### Given information
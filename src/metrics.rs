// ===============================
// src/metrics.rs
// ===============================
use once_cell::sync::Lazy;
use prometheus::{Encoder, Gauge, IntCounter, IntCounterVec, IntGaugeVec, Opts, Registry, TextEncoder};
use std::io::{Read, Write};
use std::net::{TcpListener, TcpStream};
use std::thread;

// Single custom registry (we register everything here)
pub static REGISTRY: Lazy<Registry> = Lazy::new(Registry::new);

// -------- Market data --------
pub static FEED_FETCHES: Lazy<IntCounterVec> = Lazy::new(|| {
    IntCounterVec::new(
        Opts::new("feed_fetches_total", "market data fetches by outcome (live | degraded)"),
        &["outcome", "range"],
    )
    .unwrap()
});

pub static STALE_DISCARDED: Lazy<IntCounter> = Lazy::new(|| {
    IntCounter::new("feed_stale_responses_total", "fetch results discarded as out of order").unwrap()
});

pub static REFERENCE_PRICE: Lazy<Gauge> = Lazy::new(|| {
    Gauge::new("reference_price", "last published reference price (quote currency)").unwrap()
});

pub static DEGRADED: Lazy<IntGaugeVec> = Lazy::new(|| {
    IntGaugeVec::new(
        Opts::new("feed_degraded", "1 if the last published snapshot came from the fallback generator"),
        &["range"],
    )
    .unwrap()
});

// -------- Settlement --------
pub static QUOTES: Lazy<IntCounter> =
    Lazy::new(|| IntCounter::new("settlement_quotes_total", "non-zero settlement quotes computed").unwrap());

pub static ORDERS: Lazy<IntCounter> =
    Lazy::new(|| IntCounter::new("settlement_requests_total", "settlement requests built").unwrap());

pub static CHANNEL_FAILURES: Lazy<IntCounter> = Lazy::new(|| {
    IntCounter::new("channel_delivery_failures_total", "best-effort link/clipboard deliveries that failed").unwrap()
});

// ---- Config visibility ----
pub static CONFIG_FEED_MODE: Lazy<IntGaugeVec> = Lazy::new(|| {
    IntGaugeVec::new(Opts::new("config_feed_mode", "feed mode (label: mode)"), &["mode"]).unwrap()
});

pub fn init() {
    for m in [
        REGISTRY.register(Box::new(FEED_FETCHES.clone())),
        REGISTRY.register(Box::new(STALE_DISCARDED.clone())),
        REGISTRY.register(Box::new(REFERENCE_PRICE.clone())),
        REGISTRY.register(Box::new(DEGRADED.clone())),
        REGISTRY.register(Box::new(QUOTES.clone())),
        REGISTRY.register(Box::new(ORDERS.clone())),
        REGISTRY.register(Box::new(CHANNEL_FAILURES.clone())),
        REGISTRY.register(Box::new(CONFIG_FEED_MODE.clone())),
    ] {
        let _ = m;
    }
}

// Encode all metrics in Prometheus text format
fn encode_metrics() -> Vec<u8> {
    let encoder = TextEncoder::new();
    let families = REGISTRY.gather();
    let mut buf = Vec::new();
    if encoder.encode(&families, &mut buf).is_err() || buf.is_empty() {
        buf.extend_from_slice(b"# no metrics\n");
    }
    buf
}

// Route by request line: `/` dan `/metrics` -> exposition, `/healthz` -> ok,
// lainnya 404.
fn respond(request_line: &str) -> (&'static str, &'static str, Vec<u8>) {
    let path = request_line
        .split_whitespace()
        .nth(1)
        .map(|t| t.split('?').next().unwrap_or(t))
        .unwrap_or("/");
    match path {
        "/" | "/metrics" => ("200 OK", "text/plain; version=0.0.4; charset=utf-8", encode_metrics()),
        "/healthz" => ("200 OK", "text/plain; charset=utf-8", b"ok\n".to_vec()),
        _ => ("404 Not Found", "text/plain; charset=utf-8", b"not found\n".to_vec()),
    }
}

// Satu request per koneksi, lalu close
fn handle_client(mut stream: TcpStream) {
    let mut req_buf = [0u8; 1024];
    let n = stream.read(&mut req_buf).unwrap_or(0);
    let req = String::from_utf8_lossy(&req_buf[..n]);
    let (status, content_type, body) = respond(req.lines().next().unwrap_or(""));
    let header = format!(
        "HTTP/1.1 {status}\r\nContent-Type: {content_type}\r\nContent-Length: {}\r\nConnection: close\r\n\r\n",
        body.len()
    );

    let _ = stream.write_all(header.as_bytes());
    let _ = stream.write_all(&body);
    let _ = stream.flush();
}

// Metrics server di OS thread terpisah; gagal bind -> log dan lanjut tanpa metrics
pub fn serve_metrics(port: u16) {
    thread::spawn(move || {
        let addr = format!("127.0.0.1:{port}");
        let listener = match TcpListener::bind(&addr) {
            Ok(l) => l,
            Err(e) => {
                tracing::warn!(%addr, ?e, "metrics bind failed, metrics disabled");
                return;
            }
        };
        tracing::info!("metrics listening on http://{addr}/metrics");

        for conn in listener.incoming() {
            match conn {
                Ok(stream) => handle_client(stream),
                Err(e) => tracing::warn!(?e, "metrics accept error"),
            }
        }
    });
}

...

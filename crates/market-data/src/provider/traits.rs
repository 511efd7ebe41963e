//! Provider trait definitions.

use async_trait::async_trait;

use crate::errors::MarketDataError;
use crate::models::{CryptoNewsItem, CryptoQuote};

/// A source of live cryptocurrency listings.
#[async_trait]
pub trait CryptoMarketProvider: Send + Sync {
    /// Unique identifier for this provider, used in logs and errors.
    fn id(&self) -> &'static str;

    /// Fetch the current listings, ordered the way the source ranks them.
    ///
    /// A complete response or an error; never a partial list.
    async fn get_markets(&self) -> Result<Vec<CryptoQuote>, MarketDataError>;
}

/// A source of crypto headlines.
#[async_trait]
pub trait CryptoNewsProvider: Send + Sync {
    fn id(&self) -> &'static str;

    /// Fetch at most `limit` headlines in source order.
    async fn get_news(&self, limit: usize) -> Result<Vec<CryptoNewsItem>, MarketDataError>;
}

### Activity
Look through the entries above and quote exactly the lines from the line with "filename src/metrics.rs" to the line with "pub static REGISTRY: Lazy<Registry>", counting both of those lines.

### The answer
filename src/metrics.rs
// ===============================
// src/metrics.rs
// ===============================
use once_cell::sync::Lazy;
use prometheus::{Encoder, Gauge, IntCounter, IntCounterVec, IntGaugeVec, Opts, Registry, TextEncoder};
use std::io::{Read, Write};
use std::net::{TcpListener, TcpStream};
use std::thread;

// Single custom registry (we register everything here)
pub static REGISTRY: Lazy<Registry> = Lazy::new(Registry::new);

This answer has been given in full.